What is Liquidity Adjustment Facility (LAF)?
Liquidity Adjustment Facility (LAF) is a monetary policy tool used by the Reserve Bank of India (RBI) to regulate liquidity and short-term interest rates in the financial system. It allows banks to:
- Borrow funds from the RBI through repo agreements.
- Lend excess funds to the RBI using reverse repo agreements.
This system helps manage liquidity fluctuations, ensuring financial market stability and smooth operations within the banking sector.
How Liquidity Adjustment Facility Works
LAF helps banks manage short-term cash shortages, especially during times of financial stress.

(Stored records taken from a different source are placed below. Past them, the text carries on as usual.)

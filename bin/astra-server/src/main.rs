//! astra-server – entry point.
//!
//! Startup order:
//! 1. Parse configuration from environment variables.
//! 2. Initialise structured tracing (JSON or pretty, optional rolling file).
//! 3. Load the model catalog (built-in table or TOML file).
//! 4. Load the reference gallery for the OOD gate.
//! 5. Assemble the registry, gate and orchestrator.
//! 6. Build the Axum router and start the HTTP server with graceful shutdown.

mod config;
mod error;
mod middleware;
mod routes;
mod schemas;
mod state;

use std::net::SocketAddr;
use std::sync::Arc;

use anyhow::Context;
use astra_core::{
    ActivationExplainer, Catalog, ModelLoader, ModelRegistry, OodGate, Orchestrator,
    OrchestratorConfig, ReferenceGallery,
};
use tracing::{info, warn};
use tracing_appender::non_blocking::WorkerGuard;
use tracing_subscriber::layer::SubscriberExt;
use tracing_subscriber::util::SubscriberInitExt;
use tracing_subscriber::{EnvFilter, Layer, fmt};

use crate::config::Config;
use crate::state::AppState;

#[tokio::main]
async fn main() -> anyhow::Result<()> {
    // ── 1. Configuration ───────────────────────────────────────────────────────
    let cfg = Config::from_env();

    // ── 2. Tracing ─────────────────────────────────────────────────────────────
    let _log_guard = init_tracing(&cfg);
    info!(version = env!("CARGO_PKG_VERSION"), "astra-server starting");

    // ── 3. Model catalog ───────────────────────────────────────────────────────
    let catalog = match &cfg.models_file {
        Some(path) => Catalog::from_file(path, &cfg.model_dir)
            .with_context(|| format!("loading model catalog {}", path.display()))?,
        None => Catalog::builtin(&cfg.model_dir),
    };
    info!(models = catalog.len(), model_dir = %cfg.model_dir.display(), "model catalog ready");
    if catalog.get(&cfg.reference_model).is_none() {
        warn!(
            reference = %cfg.reference_model,
            "reference model is not in the catalog; classifier predictions will fail"
        );
    }

    // ── 4. Reference gallery ───────────────────────────────────────────────────
    let gallery_path = cfg.resolved_gallery_path();
    let gallery = match ReferenceGallery::load(&gallery_path) {
        Ok(gallery) => {
            info!(
                path = %gallery_path.display(),
                rows = gallery.len(),
                dim = gallery.dim(),
                "reference gallery loaded"
            );
            Some(Arc::new(gallery))
        }
        Err(e) => {
            warn!(error = %e, "reference gallery unavailable; classifier predictions will fail");
            None
        }
    };

    // ── 5. Orchestrator ────────────────────────────────────────────────────────
    let registry = Arc::new(ModelRegistry::new(Arc::new(catalog), model_loader()));
    let gate = Arc::new(OodGate::new(gallery, cfg.similarity_threshold));
    let orchestrator = Orchestrator::new(
        registry,
        gate,
        Arc::new(ActivationExplainer),
        OrchestratorConfig {
            reference_model: cfg.reference_model.clone(),
            preview_max_edge: cfg.preview_max_edge,
            ..OrchestratorConfig::default()
        },
    );

    let state = Arc::new(AppState {
        config: Arc::new(cfg.clone()),
        orchestrator: Arc::new(orchestrator),
    });

    // ── 6. HTTP server with graceful shutdown ──────────────────────────────────
    let app = routes::build(Arc::clone(&state));
    let addr: SocketAddr = cfg
        .bind_address
        .parse()
        .with_context(|| format!("invalid ASTRA_BIND '{}'", cfg.bind_address))?;
    let listener = tokio::net::TcpListener::bind(addr).await?;
    info!(%addr, "HTTP server listening");

    axum::serve(listener, app)
        .with_graceful_shutdown(shutdown_signal())
        .await?;

    info!("astra-server stopped");
    Ok(())
}

/// Install the global subscriber.  The returned guard flushes the rolling
/// file writer on drop and must live until the process exits.
fn init_tracing(cfg: &Config) -> Option<WorkerGuard> {
    // Build the log-level filter, warning loudly if the configured value is
    // not a valid tracing filter expression.
    let env_filter = match EnvFilter::try_from_default_env() {
        Ok(f) => f,
        Err(_) => match cfg.log_level.parse::<EnvFilter>() {
            Ok(f) => f,
            Err(e) => {
                eprintln!(
                    "WARN: ASTRA_LOG='{}' is not a valid tracing filter ({}); \
                     falling back to 'info'",
                    cfg.log_level, e
                );
                EnvFilter::new("info")
            }
        },
    };

    let stdout = if cfg.log_json {
        fmt::layer()
            .json()
            .with_target(true)
            .with_thread_ids(true)
            .boxed()
    } else {
        fmt::layer().with_target(true).with_thread_ids(true).boxed()
    };

    let (file, guard) = match &cfg.log_dir {
        Some(dir) => {
            let appender = tracing_appender::rolling::daily(dir, "astra-server.log");
            let (writer, guard) = tracing_appender::non_blocking(appender);
            let layer = fmt::layer().with_ansi(false).with_writer(writer);
            (Some(layer), Some(guard))
        }
        None => (None, None),
    };

    tracing_subscriber::registry()
        .with(env_filter)
        .with(stdout)
        .with(file)
        .init();
    guard
}

#[cfg(feature = "onnx")]
fn model_loader() -> Arc<dyn ModelLoader> {
    Arc::new(astra_core::backend::OnnxLoader)
}

#[cfg(not(feature = "onnx"))]
fn model_loader() -> Arc<dyn ModelLoader> {
    warn!("built without the `onnx` feature; every model load will fail");
    Arc::new(astra_core::backend::NoBackend)
}

/// Returns a future that resolves when SIGINT (Ctrl-C) or SIGTERM is received.
async fn shutdown_signal() {
    let ctrl_c = async {
        if let Err(e) = tokio::signal::ctrl_c().await {
            warn!(error = %e, "failed to install CTRL+C signal handler");
        }
    };

    #[cfg(unix)]
    let terminate = async {
        use tokio::signal::unix::{SignalKind, signal};
        match signal(SignalKind::terminate()) {
            Ok(mut s) => {
                s.recv().await;
            }
            Err(e) => warn!(error = %e, "failed to install SIGTERM handler"),
        }
    };

    #[cfg(not(unix))]
    let terminate = std::future::pending::<()>();

    tokio::select! {
        _ = ctrl_c => {}
        _ = terminate => {}
    }

    info!("shutdown signal received; starting graceful shutdown");
}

Here’s how it works:
- Banks offer eligible securities as collateral and get short term funds through a repo agreement.
- Banks with surplus funds park excess funds with RBI through a reverse repo agreement.
- RBI conducts auctions daily at a predetermined time to facilitate LAF transactions.
These transactions impact liquidity in the system and overall credit and interest rates.
Impact of LAF on the Economy
RBI uses LAF as a tool to control inflation and economic growth:
- During high inflation:
- RBI raises the repo rate making borrowing expensive.
- Higher borrowing costs reduces credit flow and controls inflation.
- During economic slowdown:
- RBI lowers the repo rate making borrowing cheaper.
- This encourages businesses to take loans and invest, boosts economic activity.
For example, in April 2019, analysts predicted RBI would cut the repo rate by 25 bps to counter slowdown, low inflation and weak global growth. But as growth picked up, repo rates were expected to rise again by 2020.
Key Takeaways
Liquidity Adjustment Facility is an essential mechanism for monetary policy implementation in India. It helps the RBI maintain liquidity balance, control inflation, and support economic growth by adjusting short-term interest rates.